Selain sekadar kepentingan citra Jokowi, perlu juga kiranya membaca kemungkinan-kemungkinan lain yang terjadi di balik peristiwa pertemuan ini. Berbagai pihak misalnya menilai pertemuan ini sebagai sinyal politik, yakni restu Jokowi untuk Anies di Pilpres 2024.
Lantas, jika kemungkinan itu terjadi, maka seperti apa efek domino dari tafsiran bahwa Jokowi akan mendukung Anies?
Membaca Kemungkinan Poros
Meski dianggap berseberangan dengan Jokowi, sikap Anies yang tidak pernah melawan secara frontal, bahkan sebaliknya Anies selalu kompromistis, akan menjadi kalkulasi tersendiri bagi Jokowi untuk berpaling mendukung Anies.
Oleh karenanya, Anies punya peluang besar menjadi tokoh baru di 2024 mendatang. Jokowi tentu tahu akan hal itu, dan dia tidak ingin melawan siklus. Jokowi tampaknya memilih untuk bersikap akomodatif terhadap kemunculan siklus baru itu.
Jika benar terjadi, maka ramalan yang pernah disajikan oleh Saiful Mujani, pendiri Saiful Mujani Research and Consulting (SMRC), yang memberikan gambaran tiga skenario yang mungkin terjadi pada Pilpres 2024 sekiranya dapat berubah.
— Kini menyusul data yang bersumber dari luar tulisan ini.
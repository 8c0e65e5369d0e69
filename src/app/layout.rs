// SPDX-License-Identifier: GPL-3.0-only

//! Radial button layout
//!
//! Places the discrete option buttons of the zoom and exposure panels along
//! partial arcs. Pure functions of the option list and window size; the
//! layout is recomputed on every render and never stored.
//!
//! The two panels are tuned independently. The zoom arc is anchored on the
//! left, starts at 0 rad and uses a halved sweep with no phase shift, while
//! the exposure arc is anchored on the right and starts at the top (-π/2).
//! The asymmetry is kept exactly as tuned; do not merge the two formulas.

use serde::Serialize;
use std::f64::consts::PI;

/// Fraction of the smaller window dimension used as the arc radius
pub const RADIUS_SCALE: f64 = 0.35;
/// Vertical margin subtracted from the height before picking the radius
pub const RADIUS_VERTICAL_MARGIN: f64 = 100.0;

/// Zoom arc: `i / N / ZOOM_SWEEP_DIVISOR` of a turn
pub const ZOOM_SWEEP_DIVISOR: f64 = 3.0;
/// Zoom arc: the turn is additionally divided by this
pub const ZOOM_PHASE_DIVISOR: f64 = 2.0;
/// Zoom arc: distance of the arc centre from the left edge
pub const ZOOM_X_OFFSET: f64 = 40.0;
/// Zoom arc: the arc centre sits at `height / ZOOM_Y_DIVISOR`
pub const ZOOM_Y_DIVISOR: f64 = 4.0;

/// Exposure arc: `i / N / EXPOSURE_SWEEP_DIVISOR` of a turn (120° in total)
pub const EXPOSURE_SWEEP_DIVISOR: f64 = 3.0;
/// Exposure arc: start angle, pointing up
pub const EXPOSURE_PHASE: f64 = -PI / 2.0;
/// Exposure arc: distance of the arc centre from the right edge
pub const EXPOSURE_EDGE_INSET: f64 = 90.0;
/// Exposure arc: the arc centre sits at `height / EXPOSURE_Y_DIVISOR`
pub const EXPOSURE_Y_DIVISOR: f64 = 4.0;

/// Diameter of a round panel button
pub const BUTTON_SIZE: f64 = 50.0;
/// Inset of the close button from its anchored edge
pub const CLOSE_BUTTON_INSET: f64 = 30.0;

/// Edge a panel's arc is anchored to
#[derive(Debug, Clone, Copy, PartialEq, Eq, Serialize)]
#[serde(rename_all = "lowercase")]
pub enum ArcSide {
    /// Zoom panel
    Left,
    /// Exposure panel
    Right,
}

/// A positioned option button (top-left corner in window coordinates)
#[derive(Debug, Clone, Copy, PartialEq, Serialize)]
pub struct RadialButton {
    pub value: f64,
    pub x: f64,
    pub y: f64,
}

/// Position of a panel's close button (top-left corner)
#[derive(Debug, Clone, Copy, PartialEq, Serialize)]
pub struct CloseButton {
    pub x: f64,
    pub y: f64,
}

/// Arc radius for a window
///
/// May be zero or negative for very short windows; the layout is still
/// computed in that case, the buttons just collapse onto or mirror around
/// the arc centre.
pub fn arc_radius(width: f64, height: f64) -> f64 {
    width.min(height - RADIUS_VERTICAL_MARGIN) * RADIUS_SCALE
}

/// Lay out `values` on the arc of the given side
pub fn radial_layout(values: &[f64], width: f64, height: f64, side: ArcSide) -> Vec<RadialButton> {
    match side {
        ArcSide::Left => zoom_layout(values, width, height),
        ArcSide::Right => exposure_layout(values, width, height),
    }
}

/// Left-anchored arc used by the zoom panel
pub fn zoom_layout(values: &[f64], width: f64, height: f64) -> Vec<RadialButton> {
    let radius = arc_radius(width, height);
    let count = values.len() as f64;

    values
        .iter()
        .enumerate()
        .map(|(i, &value)| {
            let angle = (i as f64 / count / ZOOM_SWEEP_DIVISOR) * 2.0 * PI / ZOOM_PHASE_DIVISOR;
            RadialButton {
                value,
                x: angle.cos() * radius + ZOOM_X_OFFSET,
                y: angle.sin() * radius + height / ZOOM_Y_DIVISOR,
            }
        })
        .collect()
}

/// Right-anchored arc used by the exposure panel
pub fn exposure_layout(values: &[f64], width: f64, height: f64) -> Vec<RadialButton> {
    let radius = arc_radius(width, height);
    let count = values.len() as f64;

    values
        .iter()
        .enumerate()
        .map(|(i, &value)| {
            let angle = (i as f64 / count / EXPOSURE_SWEEP_DIVISOR) * 2.0 * PI + EXPOSURE_PHASE;
            RadialButton {
                value,
                x: width - angle.cos() * radius - EXPOSURE_EDGE_INSET,
                y: angle.sin() * radius + height / EXPOSURE_Y_DIVISOR,
            }
        })
        .collect()
}

/// Close button of the panel anchored on `side`
pub fn close_button(width: f64, height: f64, side: ArcSide) -> CloseButton {
    let x = match side {
        ArcSide::Left => CLOSE_BUTTON_INSET,
        ArcSide::Right => width - CLOSE_BUTTON_INSET - BUTTON_SIZE,
    };
    CloseButton { x, y: height / 4.0 }
}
Menurut Saiful Mujani, skenario pasangan calon pertama adalah duet Prabowo dengan Puan, kemudian Anies dan Agus Harimurti Yudhoyono (AHY), dan terakhir Ganjar Pranowo berpasangan dengan Ketua Umum Partai Golkar Airlangga Hartarto.
Komposisi di atas diambil berdasarkan survei persaingan ketat yang muncul ketika dilakukan head to head antar beberapa pasangan berdasarkan tiga partai besar pemilik suara terbanyak, yakni PDIP, Partai Gerindra, dan Partai Golkar. Saiful melihat ketiga partai tersebut akan menjadi poros utama koalisi dalam Pilpres 2024.
Jika terjadi dukungan Jokowi kepada Anies, maka suara pendukung Jokowi bisa saja mengarah pada komposisi baru antara Anies dengan Airlangga. Ini poros lain yang bisa terbentuk atas pengaruh Jokowi.
Dan jika skenario itu berubah, maka duet Ganjar-Airlangga kemungkinan akan digantikan dengan duet Ganjar-AHY.
Kemudian poros ketiga mungkin saja tidak berubah, yaitu Prabowo-Puan. Kemungkinan narasi tentang Perjanjian Batu Tulis jilid II akan menjadi pemicu pasangan ini bisa terbentuk. Tentunya yang akan menjadi skenario utama adalah Prabowo sebagai calon presiden.
Perubahan ini sebenarnya ingin perlihatkan bahwa politik adalah seni kemungkinan, dan siapa saja dapat berinterpretasi berdasarkan gejala-gejala politik yang telah tercipta. Tidak ada yang mengetahui seperti apa yang akan terjadi ke depan, tapi satu yang pasti, kontestasi 2024 akan memunculkan drama-drama politik baru yang punya preseden bagi perkembangan demokrasi di Indonesia. (I76)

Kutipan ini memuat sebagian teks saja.